A pesar de la ola de calor que padecíamos en aquella segunda quincena de septiembre, aquel hombre vestía de un modo serio y elegantísimo. Los puños de su blanca camisa asomaban exactamente un centímetro y medio por la bocamanga de su traje gris, hecho a medida; su corbata listada, de suaves tonalidades, tenía un nudo perfecto, con una ligera inclinación lateral para deshacer la simetría; sus zapatos negros de cordobán brillaban esplendorosos.

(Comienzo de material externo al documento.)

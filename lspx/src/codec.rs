//! Atlas codec seam
//!
//! The decoder never touches pixel data itself. Each ATLS payload goes through
//! three collaborator steps, in order:
//!
//! 1. [`AtlasCodec::decompress`] - compressed payload → encoded image bytes
//! 2. [`AtlasCodec::load_image`] - encoded image bytes → host image
//! 3. [`AtlasCodec::upload_texture`] - host image → texture owned by the bundle
//!
//! A failure in any step fails the whole load.

use std::fmt;

/// Codec for turning an ATLS payload into a texture
pub trait AtlasCodec {
    /// Decoded (CPU-side) image
    type Image;
    /// Texture handed to the renderer; owned by the [`crate::Bundle`]
    type Texture;
    /// Error for any codec step
    type Error: std::error::Error + Send + Sync + 'static;

    /// Decompress a chunk payload into encoded image bytes
    fn decompress(&mut self, compressed: &[u8]) -> Result<Vec<u8>, Self::Error>;

    /// Decode image bytes. `format_hint` is a file extension such as `".png"`.
    fn load_image(&mut self, format_hint: &str, raw: &[u8]) -> Result<Self::Image, Self::Error>;

    /// Turn a decoded image into a texture
    fn upload_texture(&mut self, image: Self::Image) -> Result<Self::Texture, Self::Error>;
}

/// Which codec step failed
#[derive(Debug, Clone, Copy, PartialEq, Eq)]
pub enum CodecStage {
    Decompress,
    LoadImage,
    Upload,
}

impl fmt::Display for CodecStage {
    fn fmt(&self, f: &mut fmt::Formatter<'_>) -> fmt::Result {
        match self {
            CodecStage::Decompress => write!(f, "decompress"),
            CodecStage::LoadImage => write!(f, "image load"),
            CodecStage::Upload => write!(f, "texture upload"),
        }
    }
}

En cuanto a su edad, había pasado de sobra la mitad de la treintena e iba camino de los cuarenta. Su estatura superaba el metro setenta y cinco, y en su cuerpo no parecía haber un solo gramo de carne superflua. Sus finas manos no tenían ni una arruga, y aquellos diez dedos largos y suaves hacían pensar en alguna raza de animales gregarios que, por muchos años que hubieran pasado de domesticación y vida sedentaria, en lo más hondo de su ser albergaban todavía la memoria de sus orígenes salvajes. Las uñas mostraban una manicura perfecta, que debía de haber costado tiempo y dedicación, y formaban, en la punta de cada dedo, un elegante óvalo. Unas manos, en suma, ciertamente bellas, aunque un tanto extravagantes. Manos que transmitían la sensación de pertenecer a una persona muy especializada en un campo bien definido; ahora bien, no era fácil adivinar cuál podía ser ese campo.